Saved entries
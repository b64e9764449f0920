// End-to-end generation over the bundled raycasters.
//
// Drives `generate_with_stats` and `StringLight::awake` against the analytic
// `Scene` and the `VoxelGrid`, with real seeded randomness, and checks the
// mesh that comes out: segment counts, snapping, local-space conversion, and
// the buffer invariants every sink relies on.

use glam::Vec3;
use string_light_mesh::config::{GenerationConfig, ShortSpanPolicy};
use string_light_mesh::export::{CapturedMesh, ObjSink};
use string_light_mesh::generator::{StopReason, StringLight, generate_with_stats};
use string_light_mesh::prng::LightRng;
use string_light_mesh::scene::{Collider, Scene};
use string_light_mesh::transform::NodeTransform;
use string_light_mesh::voxel::VoxelGrid;

/// Unit-thick walls whose near faces sit at each of `faces` along +Z.
fn walls_at(faces: &[f32]) -> Scene {
    Scene::new(
        faces
            .iter()
            .map(|&z| Collider::Box {
                min: Vec3::new(-5.0, -5.0, z),
                max: Vec3::new(5.0, 5.0, z + 1.0),
            })
            .collect(),
    )
}

/// Near wall ending at z = 0, far walls starting at 10 and 21: two spans of
/// exactly 10 when chaining with the default offset.
fn corridor() -> Scene {
    walls_at(&[-1.0, 10.0, 21.0])
}

fn approx(a: f32, b: f32) -> bool {
    (a - b).abs() < 1e-4
}

#[test]
fn single_span_between_walls() {
    let mut rng = LightRng::new(1);
    let generation = generate_with_stats(
        &GenerationConfig::default(),
        Vec3::new(0.0, 2.0, 0.5),
        Vec3::Z,
        &corridor(),
        &(),
        &mut rng,
    );

    assert_eq!(generation.stats.stop, StopReason::SingleSegment);
    // 50 cross-sections and 5 bulbs.
    assert_eq!(generation.mesh.vertex_count(), 2 * 50 + 4 * 5);
    assert_eq!(generation.mesh.indices.len(), 6 * 49 + 6 * 5);
    // Snapped back onto the near wall, hanging half a line width above.
    assert!(approx(generation.mesh.vertices[0].z, 0.0));
    assert!(approx(generation.mesh.vertices[0].y, 2.25));
    assert!(approx(generation.mesh.vertices[1].y, 1.75));
    assert_eq!(generation.mesh.validate(), Ok(()));
}

#[test]
fn repeated_chain_through_corridor() {
    let config = GenerationConfig {
        repeated: true,
        ..GenerationConfig::default()
    };
    let mut rng = LightRng::new(1);
    let generation = generate_with_stats(
        &config,
        Vec3::new(0.0, 2.0, 0.5),
        Vec3::Z,
        &corridor(),
        &(),
        &mut rng,
    );

    // 0..10, then 11..21, then the cast from inside the last wall misses.
    assert_eq!(generation.stats.segments, 2);
    assert_eq!(generation.stats.stop, StopReason::NoSurface);
    assert_eq!(generation.mesh.vertex_count(), 2 * 120);
    assert_eq!(generation.mesh.validate(), Ok(()));

    // The second strip starts on the far face of the first wall.
    assert!(approx(generation.mesh.vertices[120].z, 11.0));
}

#[test]
fn short_span_yields_empty_mesh() {
    // Walls 0.3 apart: one cross-section only.
    let scene = walls_at(&[-1.0, 0.3]);
    let mut rng = LightRng::new(1);
    let generation = generate_with_stats(
        &GenerationConfig::default(),
        Vec3::new(0.0, 2.0, 0.1),
        Vec3::Z,
        &scene,
        &(),
        &mut rng,
    );
    assert!(generation.mesh.is_empty());
    assert_eq!(generation.mesh.triangle_count(), 0);
    assert!(matches!(generation.stats.stop, StopReason::ShortSpan { .. }));
}

#[test]
fn mesh_invariants_hold_across_configs() {
    let configs = [
        GenerationConfig::default(),
        GenerationConfig {
            repeated: true,
            gravity_strength: 1.5,
            light_density: 0.5,
            ..GenerationConfig::default()
        },
        GenerationConfig {
            repeated: true,
            edge_density: 0.05,
            line_width: 0.0,
            min_light_size: glam::Vec2::new(0.5, 0.2),
            max_light_size: glam::Vec2::new(0.1, 0.1),
            ..GenerationConfig::default()
        },
        GenerationConfig {
            repeated: true,
            light_density: 0.0,
            short_span: ShortSpanPolicy::KeepPrevious,
            ..GenerationConfig::default()
        },
    ];

    for (seed, config) in configs.iter().enumerate() {
        let mut rng = LightRng::new(seed as u64);
        let mesh = generate_with_stats(
            config,
            Vec3::new(1.0, 3.0, 2.0),
            Vec3::Z,
            &corridor(),
            &(),
            &mut rng,
        )
        .mesh;
        assert_eq!(mesh.validate(), Ok(()), "config {seed}");
        assert!(!mesh.is_empty(), "config {seed}");
        for color in &mesh.colors {
            for channel in color.truncate().to_array() {
                assert!((0.0..=1.0).contains(&channel), "config {seed}");
            }
        }
    }
}

#[test]
fn rotated_node_emits_in_local_space() {
    // Walls across X; the node looks along +X from half a unit past the
    // near face.
    let scene = Scene::new(vec![
        Collider::Box {
            min: Vec3::new(-1.0, -5.0, -5.0),
            max: Vec3::new(0.0, 5.0, 5.0),
        },
        Collider::Box {
            min: Vec3::new(10.0, -5.0, -5.0),
            max: Vec3::new(11.0, 5.0, 5.0),
        },
    ]);
    let node = NodeTransform::looking_along(Vec3::new(0.5, 2.0, 0.0), Vec3::X);
    let light = StringLight::new(GenerationConfig::default(), node);

    let mut rng = LightRng::new(3);
    let generation = light.generate(&scene, &mut rng);
    assert_eq!(generation.stats.segments, 1);

    // World X maps to local Z; the cable and its bulbs lie in local x = 0.
    for v in &generation.mesh.vertices {
        assert!(v.x.abs() < 1e-3, "vertex {v} off the local plane");
        assert!(v.z > -0.5 - 1e-3 && v.z < 9.5 + 1e-3, "vertex {v} outside span");
    }
    assert!(approx(generation.mesh.vertices[0].z, -0.5));
}

#[test]
fn voxel_room_end_to_end() {
    let mut grid = VoxelGrid::new(16, 8, 16);
    grid.fill([0, 0, 0], [15, 7, 0]);
    grid.fill([0, 0, 12], [15, 7, 12]);

    let mut rng = LightRng::new(5);
    let generation = generate_with_stats(
        &GenerationConfig::default(),
        Vec3::new(8.5, 4.5, 3.0),
        Vec3::Z,
        &grid,
        &(),
        &mut rng,
    );
    assert_eq!(generation.stats.segments, 1);
    // Snapped to the inner face of the near wall.
    assert!(approx(generation.mesh.vertices[0].z, 1.0));
    assert_eq!(generation.mesh.validate(), Ok(()));
}

#[test]
fn awake_hands_mesh_to_sink() {
    let light = StringLight::new(
        GenerationConfig::default(),
        NodeTransform::from_translation(Vec3::new(0.0, 2.0, 0.5)),
    );
    let mut sink = CapturedMesh::default();
    let stats = light
        .awake(&corridor(), &mut LightRng::new(9), &mut sink)
        .unwrap();

    assert_eq!(sink.uploads, 1);
    assert_eq!(sink.submesh, 0);
    let mesh = sink.mesh.unwrap();
    assert_eq!(mesh.vertex_count(), stats.vertices);
    assert_eq!(mesh.triangle_count(), stats.triangles);
}

#[test]
fn awake_skips_sink_when_aborted() {
    let light = StringLight::new(
        GenerationConfig::default(),
        NodeTransform::from_translation(Vec3::new(0.0, 2.0, 0.1)),
    );
    let mut sink = CapturedMesh::default();
    let stats = light
        .awake(&walls_at(&[-1.0, 0.3]), &mut LightRng::new(9), &mut sink)
        .unwrap();
    assert!(stats.discarded(&light.config));
    assert_eq!(sink.uploads, 0);
    assert!(sink.mesh.is_none());
}

#[test]
fn awake_writes_obj() {
    let light = StringLight::new(
        GenerationConfig::default(),
        NodeTransform::from_translation(Vec3::new(0.0, 2.0, 0.5)),
    );
    let mut sink = ObjSink::new(Vec::new(), "string_light");
    let stats = light
        .awake(&corridor(), &mut LightRng::new(2), &mut sink)
        .unwrap();

    let text = String::from_utf8(sink.into_inner()).unwrap();
    let faces = text.lines().filter(|l| l.starts_with("f ")).count();
    let verts = text.lines().filter(|l| l.starts_with("v ")).count();
    assert_eq!(faces, stats.triangles);
    assert_eq!(verts, stats.vertices);
}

YOUR GOAL — Repeat, exactly as they stand above, the lines from the line with "assert!(approx(generation.mesh.vertices[0].y, 2.25));" to the line with "last wall misses.", both lines included.

WRITTEN ANSWER —
    assert!(approx(generation.mesh.vertices[0].y, 2.25));
    assert!(approx(generation.mesh.vertices[1].y, 1.75));
    assert_eq!(generation.mesh.validate(), Ok(()));
}

#[test]
fn repeated_chain_through_corridor() {
    let config = GenerationConfig {
        repeated: true,
        ..GenerationConfig::default()
    };
    let mut rng = LightRng::new(1);
    let generation = generate_with_stats(
        &config,
        Vec3::new(0.0, 2.0, 0.5),
        Vec3::Z,
        &corridor(),
        &(),
        &mut rng,
    );

    // 0..10, then 11..21, then the cast from inside the last wall misses.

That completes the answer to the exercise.